Diller’s takeover offer for MGM would make the state’s largest employer a private company after it began trading publicly as MGM Grand Inc. in 1988.
“These things seem to come in waves, public and private. I think we’re in a private wave now, with more companies not wanting to be overexposed to the slings and arrows the stock market and all the other things that go on,” says Belarmino. “[Going private] allows for better long-term investment and not a valuation to be subject to short-term change.”
Operating privately ostensibly allows for a more tailored and flexible approach. With Diller saying MGM is undervalued and praising management, consumers shouldn’t expect wholesale changes to the company’s varied offerings. It’s more likely Fertitta would make changes to Caesars properties based on his company’s methods.

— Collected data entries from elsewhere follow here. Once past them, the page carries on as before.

//! Quick Math entry point
//!
//! `play` runs the quiz in the terminal. `generate` writes a fresh catalog.
//!
//! The session lives on the main thread and is only touched from the event
//! loop. A ticker thread, a stdin reader and short-lived feedback timers feed
//! that loop through one channel.

use std::io::{self, BufRead, Write};
use std::path::PathBuf;
use std::process::ExitCode;
use std::sync::mpsc::{self, Sender};
use std::thread;
use std::time::Duration;

use rand::SeedableRng;
use rand_pcg::Pcg32;

use quick_math::catalog::generate::{GeneratorConfig, RuleClassifier, generate_catalog};
use quick_math::catalog::json;
use quick_math::consts::GEN_PER_TIER;
use quick_math::{
    AdvanceTicket, HighScoreStore, JsonFileStore, MemoryCatalog, MemoryStore, Session, Settings,
    Snapshot, Status, StoreError, SubmitOutcome,
};

const USAGE: &str = "\
usage:
  quick-math play [--catalog DIR] [--settings FILE] [--scores FILE] [--seed N]
  quick-math generate --out DIR [--per-tier N] [--seed N]";

#[derive(Debug, Default)]
struct PlayArgs {
    catalog: Option<PathBuf>,
    settings: Option<PathBuf>,
    scores: Option<PathBuf>,
    seed: Option<u64>,
}

#[derive(Debug)]
struct GenerateArgs {
    out: PathBuf,
    per_tier: usize,
    seed: Option<u64>,
}

#[derive(Debug)]
enum Command {
    Play(PlayArgs),
    Generate(GenerateArgs),
}

fn parse_args(mut args: impl Iterator<Item = String>) -> Result<Command, String> {
    let sub = args.next().unwrap_or_else(|| "play".to_string());
    let mut play = PlayArgs::default();
    let mut out = None;
    let mut per_tier = GEN_PER_TIER;

    while let Some(flag) = args.next() {
        let mut value = || args.next().ok_or_else(|| format!("{flag} needs a value"));
        match flag.as_str() {
            "--catalog" => play.catalog = Some(value()?.into()),
            "--settings" => play.settings = Some(value()?.into()),
            "--scores" => play.scores = Some(value()?.into()),
            "--out" => out = Some(PathBuf::from(value()?)),
            "--seed" => play.seed = Some(value()?.parse().map_err(|e| format!("--seed: {e}"))?),
            "--per-tier" => per_tier = value()?.parse().map_err(|e| format!("--per-tier: {e}"))?,
            other => return Err(format!("unknown flag {other}")),
        }
    }

    match sub.as_str() {
        "play" => Ok(Command::Play(play)),
        "generate" => Ok(Command::Generate(GenerateArgs {
            out: out.ok_or("generate needs --out DIR")?,
            per_tier,
            seed: play.seed,
        })),
        other => Err(format!("unknown command {other}")),
    }
}

fn main() -> ExitCode {
    env_logger::init();

    let command = match parse_args(std::env::args().skip(1)) {
        Ok(command) => command,
        Err(e) => {
            eprintln!("{e}\n{USAGE}");
            return ExitCode::from(2);
        }
    };

    let result = match command {
        Command::Play(args) => play(args),
        Command::Generate(args) => generate(args),
    };
    match result {
        Ok(()) => ExitCode::SUCCESS,
        Err(e) => {
            eprintln!("error: {e}");
            ExitCode::FAILURE
        }
    }
}

fn generate(args: GenerateArgs) -> Result<(), StoreError> {
    let mut rng = match args.seed {
        Some(seed) => Pcg32::seed_from_u64(seed),
        None => Pcg32::from_rng(&mut rand::rng()),
    };
    let config = GeneratorConfig {
        per_tier: args.per_tier,
        ..GeneratorConfig::default()
    };
    let catalog = generate_catalog(&mut rng, &RuleClassifier, &config)?;
    json::save_dir(&catalog, &args.out)?;
    println!("Wrote {} problems to {}", catalog.len(), args.out.display());
    Ok(())
}

enum Event {
    Tick,
    Input(String),
    Advance(AdvanceTicket),
    Ended(Snapshot),
    InputClosed,
}

fn load_catalog(args: &PlayArgs) -> Result<MemoryCatalog, StoreError> {
    match &args.catalog {
        Some(dir) => json::load_dir(dir),
        None => {
            log::info!("No catalog given, generating one in memory");
            let mut rng = Pcg32::from_rng(&mut rand::rng());
            generate_catalog(&mut rng, &RuleClassifier, &GeneratorConfig::default())
        }
    }
}

fn play(args: PlayArgs) -> Result<(), StoreError> {
    let settings = args
        .settings
        .as_deref()
        .map(Settings::load_or_default)
        .unwrap_or_default();
    settings.validate()?;

    let catalog = load_catalog(&args)?;
    let empty = catalog.empty_tiers();
    if !empty.is_empty() {
        log::warn!("Catalog tiers {empty:?} are empty; reaching them will end the session");
    }

    let store: Box<dyn HighScoreStore> = match &args.scores {
        Some(path) => Box::new(JsonFileStore::new(path)),
        None => Box::new(MemoryStore::new()),
    };
    let best = store.load().unwrap_or_else(|e| {
        log::info!("No saved high score ({e})");
        0
    });

    let tick_interval = settings.tick_interval();
    let mut session = match args.seed {
        Some(seed) => Session::new(catalog, settings, seed),
        None => Session::from_entropy(catalog, settings),
    }?
    .with_high_score(best);

    let (tx, rx) = mpsc::channel();
    let ended = tx.clone();
    session.subscribe(move |snap: &Snapshot| {
        if snap.is_game_over() {
            let _ = ended.send(Event::Ended(snap.clone()));
        }
    });
    spawn_ticker(tx.clone(), tick_interval);
    spawn_input(tx.clone());

    render(&session.snapshot());
    for event in rx {
        match event {
            Event::Tick => {
                session.tick();
                let t = session.time_remaining();
                if session.status() != Status::GameOver && (t <= 5 || t % 10 == 0) {
                    println!("  {t}s left");
                }
            }
            Event::Input(line) => {
                let line = line.trim();
                if line.eq_ignore_ascii_case("q") {
                    break;
                }
                if session.status() == Status::GameOver {
                    if line.eq_ignore_ascii_case("r") {
                        session.restart()?;
                        render(&session.snapshot());
                    }
                    continue;
                }
                let Some(answer) = pick_option(&session.snapshot(), line) else {
                    println!("Pick an option from 1 to 4");
                    continue;
                };
                match session.submit_answer(answer) {
                    SubmitOutcome::Feedback { correct, ticket } => {
                        print_feedback(correct, session.question().correct_answer);
                        schedule_advance(tx.clone(), ticket);
                    }
                    SubmitOutcome::GameOver { correct } => {
                        print_feedback(correct, session.question().correct_answer);
                    }
                    SubmitOutcome::Ignored => {}
                }
            }
            Event::Advance(ticket) => {
                if session.advance(ticket)? {
                    render(&session.snapshot());
                }
            }
            Event::Ended(snap) => {
                println!("\nGame Over");
                println!("Your score: {}   High score: {}", snap.score, snap.high_score);
                match store.record(snap.high_score) {
                    Ok(true) => println!("New high score!"),
                    Ok(false) => {}
                    Err(e) => log::warn!("Could not save high score: {e}"),
                }
                println!("[r]estart or [q]uit");
            }
            Event::InputClosed => break,
        }
        let _ = io::stdout().flush();
    }
    Ok(())
}

/// Map "1".."4" to the option shown at that position
fn pick_option(snap: &Snapshot, line: &str) -> Option<i64> {
    let index: usize = line.parse().ok()?;
    snap.question.options.get(index.checked_sub(1)?).copied()
}

fn render(snap: &Snapshot) {
    println!();
    println!(
        "Score: {}   High score: {}   Time: {}",
        snap.score, snap.high_score, snap.time_remaining
    );
    println!("  {}", snap.question.prompt());
    let options: Vec<String> = snap
        .question
        .options
        .iter()
        .enumerate()
        .map(|(i, o)| format!("{}) {}", i + 1, o))
        .collect();
    println!("  {}", options.join("   "));
}

fn print_feedback(correct: bool, answer: i64) {
    if correct {
        println!("Correct!");
    } else {
        println!("Wrong, it was {answer}");
    }
}

fn spawn_ticker(tx: Sender<Event>, interval: Duration) {
    thread::spawn(move || {
        loop {
            thread::sleep(interval);
            if tx.send(Event::Tick).is_err() {
                break;
            }
        }
    });
}

fn spawn_input(tx: Sender<Event>) {
    thread::spawn(move || {
        for line in io::stdin().lock().lines() {
            let Ok(line) = line else { break };
            if tx.send(Event::Input(line)).is_err() {
                return;
            }
        }
        let _ = tx.send(Event::InputClosed);
    });
}

fn schedule_advance(tx: Sender<Event>, ticket: AdvanceTicket) {
    thread::spawn(move || {
        thread::sleep(ticket.delay());
        let _ = tx.send(Event::Advance(ticket));
    });
}

#[cfg(test)]
mod tests {
    use super::*;

    fn args(list: &[&str]) -> impl Iterator<Item = String> {
        list.iter().map(|s| s.to_string()).collect::<Vec<_>>().into_iter()
    }

    #[test]
    fn test_parse_play() {
        let Command::Play(play) = parse_args(args(&["play", "--seed", "7", "--catalog", "cat"])).unwrap() else {
            panic!("expected play");
        };
        assert_eq!(play.seed, Some(7));
        assert_eq!(play.catalog, Some(PathBuf::from("cat")));
        assert!(matches!(parse_args(args(&[])).unwrap(), Command::Play(_)));
    }

    #[test]
    fn test_parse_generate() {
        let Command::Generate(g) = parse_args(args(&["generate", "--out", "data", "--per-tier", "10"])).unwrap()
        else {
            panic!("expected generate");
        };
        assert_eq!(g.out, PathBuf::from("data"));
        assert_eq!(g.per_tier, 10);
        assert!(parse_args(args(&["generate"])).is_err());
        assert!(parse_args(args(&["play", "--seed"])).is_err());
        assert!(parse_args(args(&["play", "--bogus"])).is_err());
    }
}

Belarmino points out that those changes, should they take place, would likely be considered positive by customers. “An ownership change often allows a refresh that it needs, that the current company can’t afford to do,” she says.
“[Las Vegas] has had a lot of really positive things going on. We’ve struggled since COVID and haven’t rebounded completely, and we struggle with international travel based on policies that are not ours,” Belarmino continues. “Those are things we’ve had to contend with, but when you look at [the buyout offers] it shows the outlook is positive. There’s a lot of bullish feeling about Las Vegas and that’s a good thing.”